*** Listed records ***

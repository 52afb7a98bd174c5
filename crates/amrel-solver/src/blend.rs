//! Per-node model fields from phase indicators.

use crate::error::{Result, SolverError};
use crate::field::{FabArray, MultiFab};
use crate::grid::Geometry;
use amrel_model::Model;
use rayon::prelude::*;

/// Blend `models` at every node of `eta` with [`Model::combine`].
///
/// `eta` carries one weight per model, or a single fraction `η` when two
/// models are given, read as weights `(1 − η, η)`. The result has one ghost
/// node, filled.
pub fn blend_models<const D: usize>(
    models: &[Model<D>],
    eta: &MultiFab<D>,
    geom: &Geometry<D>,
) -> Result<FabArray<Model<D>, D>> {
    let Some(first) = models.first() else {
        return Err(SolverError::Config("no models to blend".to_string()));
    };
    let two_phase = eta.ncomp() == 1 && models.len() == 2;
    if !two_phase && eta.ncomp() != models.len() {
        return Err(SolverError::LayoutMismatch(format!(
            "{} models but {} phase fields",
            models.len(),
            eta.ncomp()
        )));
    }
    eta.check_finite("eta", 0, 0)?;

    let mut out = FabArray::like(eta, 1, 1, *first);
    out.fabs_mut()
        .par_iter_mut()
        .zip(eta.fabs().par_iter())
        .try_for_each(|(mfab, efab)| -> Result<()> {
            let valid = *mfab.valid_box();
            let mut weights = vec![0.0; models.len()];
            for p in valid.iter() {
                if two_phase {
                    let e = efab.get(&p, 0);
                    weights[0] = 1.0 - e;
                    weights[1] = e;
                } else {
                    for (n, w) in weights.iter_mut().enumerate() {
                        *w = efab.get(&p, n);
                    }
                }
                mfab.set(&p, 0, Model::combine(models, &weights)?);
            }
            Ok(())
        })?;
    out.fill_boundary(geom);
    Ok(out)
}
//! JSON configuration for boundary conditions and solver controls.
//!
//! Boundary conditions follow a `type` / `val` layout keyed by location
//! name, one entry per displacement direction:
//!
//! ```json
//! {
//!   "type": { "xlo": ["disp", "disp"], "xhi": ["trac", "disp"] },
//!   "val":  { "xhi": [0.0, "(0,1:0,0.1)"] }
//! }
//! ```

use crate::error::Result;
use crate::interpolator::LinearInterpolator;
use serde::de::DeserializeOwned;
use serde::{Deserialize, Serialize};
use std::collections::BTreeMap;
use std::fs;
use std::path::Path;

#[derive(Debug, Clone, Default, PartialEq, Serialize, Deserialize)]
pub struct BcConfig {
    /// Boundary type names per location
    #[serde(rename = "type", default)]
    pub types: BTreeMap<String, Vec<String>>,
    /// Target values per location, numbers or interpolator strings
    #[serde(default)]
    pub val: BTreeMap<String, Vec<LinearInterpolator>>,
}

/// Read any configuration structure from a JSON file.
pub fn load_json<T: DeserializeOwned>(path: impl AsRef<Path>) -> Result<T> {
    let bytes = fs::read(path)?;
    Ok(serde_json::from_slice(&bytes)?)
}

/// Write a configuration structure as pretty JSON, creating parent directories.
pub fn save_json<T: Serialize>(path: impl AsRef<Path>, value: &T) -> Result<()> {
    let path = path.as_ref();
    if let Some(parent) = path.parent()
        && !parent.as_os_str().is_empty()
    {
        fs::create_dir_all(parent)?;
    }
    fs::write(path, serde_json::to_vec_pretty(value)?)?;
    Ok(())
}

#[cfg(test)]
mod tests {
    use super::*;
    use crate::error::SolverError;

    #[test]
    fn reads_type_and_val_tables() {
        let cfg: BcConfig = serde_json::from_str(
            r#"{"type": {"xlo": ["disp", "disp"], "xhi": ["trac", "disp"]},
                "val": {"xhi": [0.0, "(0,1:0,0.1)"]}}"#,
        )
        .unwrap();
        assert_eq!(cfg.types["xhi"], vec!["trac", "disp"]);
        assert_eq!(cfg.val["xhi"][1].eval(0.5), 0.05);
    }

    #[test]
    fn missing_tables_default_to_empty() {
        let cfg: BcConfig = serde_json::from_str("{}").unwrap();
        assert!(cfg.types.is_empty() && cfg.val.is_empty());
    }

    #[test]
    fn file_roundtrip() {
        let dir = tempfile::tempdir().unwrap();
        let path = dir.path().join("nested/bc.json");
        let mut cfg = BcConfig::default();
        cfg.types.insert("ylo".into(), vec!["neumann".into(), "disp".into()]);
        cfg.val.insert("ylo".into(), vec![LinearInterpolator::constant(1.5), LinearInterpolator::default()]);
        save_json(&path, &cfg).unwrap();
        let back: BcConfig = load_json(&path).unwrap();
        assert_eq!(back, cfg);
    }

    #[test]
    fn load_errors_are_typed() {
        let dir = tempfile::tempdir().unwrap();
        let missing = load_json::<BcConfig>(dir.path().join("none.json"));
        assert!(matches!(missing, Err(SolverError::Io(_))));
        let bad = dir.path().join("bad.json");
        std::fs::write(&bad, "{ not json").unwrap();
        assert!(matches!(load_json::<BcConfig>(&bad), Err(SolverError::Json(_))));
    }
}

*** End of Listed records ***
*** Listed records ***

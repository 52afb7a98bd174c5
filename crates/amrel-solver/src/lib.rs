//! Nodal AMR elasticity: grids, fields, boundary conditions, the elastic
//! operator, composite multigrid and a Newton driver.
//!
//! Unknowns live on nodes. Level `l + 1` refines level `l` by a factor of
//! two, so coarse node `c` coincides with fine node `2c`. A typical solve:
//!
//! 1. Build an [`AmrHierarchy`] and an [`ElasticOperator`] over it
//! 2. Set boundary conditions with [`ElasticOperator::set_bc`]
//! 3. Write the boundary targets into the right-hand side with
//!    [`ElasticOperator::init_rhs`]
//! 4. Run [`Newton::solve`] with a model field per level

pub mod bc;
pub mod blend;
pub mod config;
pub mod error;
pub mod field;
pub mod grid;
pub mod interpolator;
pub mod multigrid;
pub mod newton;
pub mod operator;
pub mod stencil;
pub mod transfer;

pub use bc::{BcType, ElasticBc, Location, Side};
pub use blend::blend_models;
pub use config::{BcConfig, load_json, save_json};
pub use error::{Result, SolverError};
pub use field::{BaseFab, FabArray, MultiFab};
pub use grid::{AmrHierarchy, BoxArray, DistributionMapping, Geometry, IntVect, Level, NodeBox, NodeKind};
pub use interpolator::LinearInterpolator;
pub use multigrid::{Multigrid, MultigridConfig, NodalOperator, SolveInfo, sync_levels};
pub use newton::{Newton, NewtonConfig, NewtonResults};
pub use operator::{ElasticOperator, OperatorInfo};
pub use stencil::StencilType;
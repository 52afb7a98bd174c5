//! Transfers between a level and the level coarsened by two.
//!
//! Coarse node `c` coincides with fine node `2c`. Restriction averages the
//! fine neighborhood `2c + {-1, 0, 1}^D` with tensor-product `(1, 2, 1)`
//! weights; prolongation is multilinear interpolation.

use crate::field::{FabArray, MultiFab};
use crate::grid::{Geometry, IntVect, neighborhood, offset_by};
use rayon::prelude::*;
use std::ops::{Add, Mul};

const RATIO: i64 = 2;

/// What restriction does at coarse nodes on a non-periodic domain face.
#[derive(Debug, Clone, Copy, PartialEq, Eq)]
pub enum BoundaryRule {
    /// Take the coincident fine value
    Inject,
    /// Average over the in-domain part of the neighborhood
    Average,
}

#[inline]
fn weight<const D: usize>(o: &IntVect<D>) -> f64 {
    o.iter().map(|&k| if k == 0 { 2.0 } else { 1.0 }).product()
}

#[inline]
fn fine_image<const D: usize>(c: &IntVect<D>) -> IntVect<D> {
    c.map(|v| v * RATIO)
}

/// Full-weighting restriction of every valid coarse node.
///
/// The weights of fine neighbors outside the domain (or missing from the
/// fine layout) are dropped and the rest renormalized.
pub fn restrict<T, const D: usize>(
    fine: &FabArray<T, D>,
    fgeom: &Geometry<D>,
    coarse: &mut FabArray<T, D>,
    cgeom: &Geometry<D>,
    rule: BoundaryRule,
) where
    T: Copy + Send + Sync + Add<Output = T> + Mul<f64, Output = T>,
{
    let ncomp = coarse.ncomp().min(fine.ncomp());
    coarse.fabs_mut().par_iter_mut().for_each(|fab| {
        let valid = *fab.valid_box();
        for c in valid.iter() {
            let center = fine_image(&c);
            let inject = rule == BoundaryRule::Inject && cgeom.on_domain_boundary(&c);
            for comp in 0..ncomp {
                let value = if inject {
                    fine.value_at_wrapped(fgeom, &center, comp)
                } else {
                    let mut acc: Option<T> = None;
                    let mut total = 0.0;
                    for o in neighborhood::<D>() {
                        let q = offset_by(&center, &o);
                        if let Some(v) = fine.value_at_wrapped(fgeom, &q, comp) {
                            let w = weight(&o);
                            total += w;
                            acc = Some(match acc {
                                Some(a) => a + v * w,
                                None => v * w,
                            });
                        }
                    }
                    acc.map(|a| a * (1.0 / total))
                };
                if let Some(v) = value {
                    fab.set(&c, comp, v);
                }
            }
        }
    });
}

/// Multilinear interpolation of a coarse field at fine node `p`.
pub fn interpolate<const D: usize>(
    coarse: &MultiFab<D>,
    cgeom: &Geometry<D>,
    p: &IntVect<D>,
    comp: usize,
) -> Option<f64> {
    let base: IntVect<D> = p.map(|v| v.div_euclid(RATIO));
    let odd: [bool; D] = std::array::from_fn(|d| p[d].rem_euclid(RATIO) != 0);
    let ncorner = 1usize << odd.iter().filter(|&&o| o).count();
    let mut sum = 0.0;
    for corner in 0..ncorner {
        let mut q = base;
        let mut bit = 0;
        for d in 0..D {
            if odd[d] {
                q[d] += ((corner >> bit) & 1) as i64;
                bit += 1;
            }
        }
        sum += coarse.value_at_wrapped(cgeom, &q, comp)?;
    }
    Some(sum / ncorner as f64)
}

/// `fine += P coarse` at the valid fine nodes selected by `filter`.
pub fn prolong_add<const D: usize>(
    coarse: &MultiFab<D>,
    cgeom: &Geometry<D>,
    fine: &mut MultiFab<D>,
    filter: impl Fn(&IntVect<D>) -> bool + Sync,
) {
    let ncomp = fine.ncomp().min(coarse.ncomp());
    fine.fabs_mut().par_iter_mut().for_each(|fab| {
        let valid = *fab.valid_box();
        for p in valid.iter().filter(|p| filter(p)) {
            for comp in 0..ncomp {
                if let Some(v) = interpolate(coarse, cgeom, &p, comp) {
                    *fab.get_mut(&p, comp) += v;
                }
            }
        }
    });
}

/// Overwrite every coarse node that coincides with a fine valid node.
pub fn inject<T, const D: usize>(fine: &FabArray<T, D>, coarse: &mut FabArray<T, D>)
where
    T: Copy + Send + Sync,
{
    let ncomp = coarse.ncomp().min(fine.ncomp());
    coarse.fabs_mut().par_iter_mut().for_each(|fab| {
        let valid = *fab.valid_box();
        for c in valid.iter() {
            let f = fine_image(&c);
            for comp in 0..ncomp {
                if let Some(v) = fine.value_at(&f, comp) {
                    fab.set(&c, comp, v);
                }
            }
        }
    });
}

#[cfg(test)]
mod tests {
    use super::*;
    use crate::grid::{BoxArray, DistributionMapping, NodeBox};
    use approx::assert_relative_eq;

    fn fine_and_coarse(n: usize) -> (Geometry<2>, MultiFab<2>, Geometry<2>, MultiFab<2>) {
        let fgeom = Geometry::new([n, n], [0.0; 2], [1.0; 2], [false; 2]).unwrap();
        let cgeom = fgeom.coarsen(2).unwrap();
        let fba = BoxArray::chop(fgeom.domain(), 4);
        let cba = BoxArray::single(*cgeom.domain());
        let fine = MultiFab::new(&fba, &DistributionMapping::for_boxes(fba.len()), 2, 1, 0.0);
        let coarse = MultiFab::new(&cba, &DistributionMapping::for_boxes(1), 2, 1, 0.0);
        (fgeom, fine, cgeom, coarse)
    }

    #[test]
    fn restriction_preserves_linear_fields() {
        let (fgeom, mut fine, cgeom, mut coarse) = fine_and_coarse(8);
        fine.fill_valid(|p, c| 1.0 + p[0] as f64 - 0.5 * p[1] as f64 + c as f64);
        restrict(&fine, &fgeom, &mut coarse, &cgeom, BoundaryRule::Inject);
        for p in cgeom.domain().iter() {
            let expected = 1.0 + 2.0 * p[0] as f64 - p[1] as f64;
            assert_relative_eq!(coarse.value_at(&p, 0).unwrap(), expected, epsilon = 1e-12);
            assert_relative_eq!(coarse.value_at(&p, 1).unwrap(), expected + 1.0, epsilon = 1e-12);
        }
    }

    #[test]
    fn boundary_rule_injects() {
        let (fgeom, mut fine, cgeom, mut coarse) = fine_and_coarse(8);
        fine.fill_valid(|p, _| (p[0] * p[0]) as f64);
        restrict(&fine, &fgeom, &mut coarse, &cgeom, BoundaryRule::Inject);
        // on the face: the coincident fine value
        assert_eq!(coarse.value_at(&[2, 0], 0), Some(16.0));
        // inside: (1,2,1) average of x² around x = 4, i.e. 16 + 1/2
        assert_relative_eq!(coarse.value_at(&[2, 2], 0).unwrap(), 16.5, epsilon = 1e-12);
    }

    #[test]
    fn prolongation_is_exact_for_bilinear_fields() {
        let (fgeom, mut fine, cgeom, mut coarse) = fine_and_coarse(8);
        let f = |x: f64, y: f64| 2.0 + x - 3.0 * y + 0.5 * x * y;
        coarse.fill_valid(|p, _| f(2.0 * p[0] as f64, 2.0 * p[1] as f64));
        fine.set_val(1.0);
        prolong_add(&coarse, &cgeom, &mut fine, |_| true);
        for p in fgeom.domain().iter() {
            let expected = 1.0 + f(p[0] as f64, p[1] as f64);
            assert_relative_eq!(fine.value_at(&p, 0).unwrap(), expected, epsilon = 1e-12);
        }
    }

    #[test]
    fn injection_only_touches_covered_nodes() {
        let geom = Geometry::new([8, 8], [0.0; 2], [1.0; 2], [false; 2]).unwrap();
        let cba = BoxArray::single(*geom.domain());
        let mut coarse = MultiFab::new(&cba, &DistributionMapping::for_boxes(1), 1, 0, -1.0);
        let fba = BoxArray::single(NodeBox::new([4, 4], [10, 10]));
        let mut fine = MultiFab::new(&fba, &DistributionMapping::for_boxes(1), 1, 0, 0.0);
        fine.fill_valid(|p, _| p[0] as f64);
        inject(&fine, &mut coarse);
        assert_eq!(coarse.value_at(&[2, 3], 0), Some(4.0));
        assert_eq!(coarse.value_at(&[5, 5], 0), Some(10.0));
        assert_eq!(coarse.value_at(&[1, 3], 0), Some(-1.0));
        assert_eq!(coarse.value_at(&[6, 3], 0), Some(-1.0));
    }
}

*** End of Listed records ***

▶ Task goal: Once a line of the records is found to contain "face", copy it out.

▶ Final answer:
/// What restriction does at coarse nodes on a non-periodic domain face.
        // on the face: the coincident fine value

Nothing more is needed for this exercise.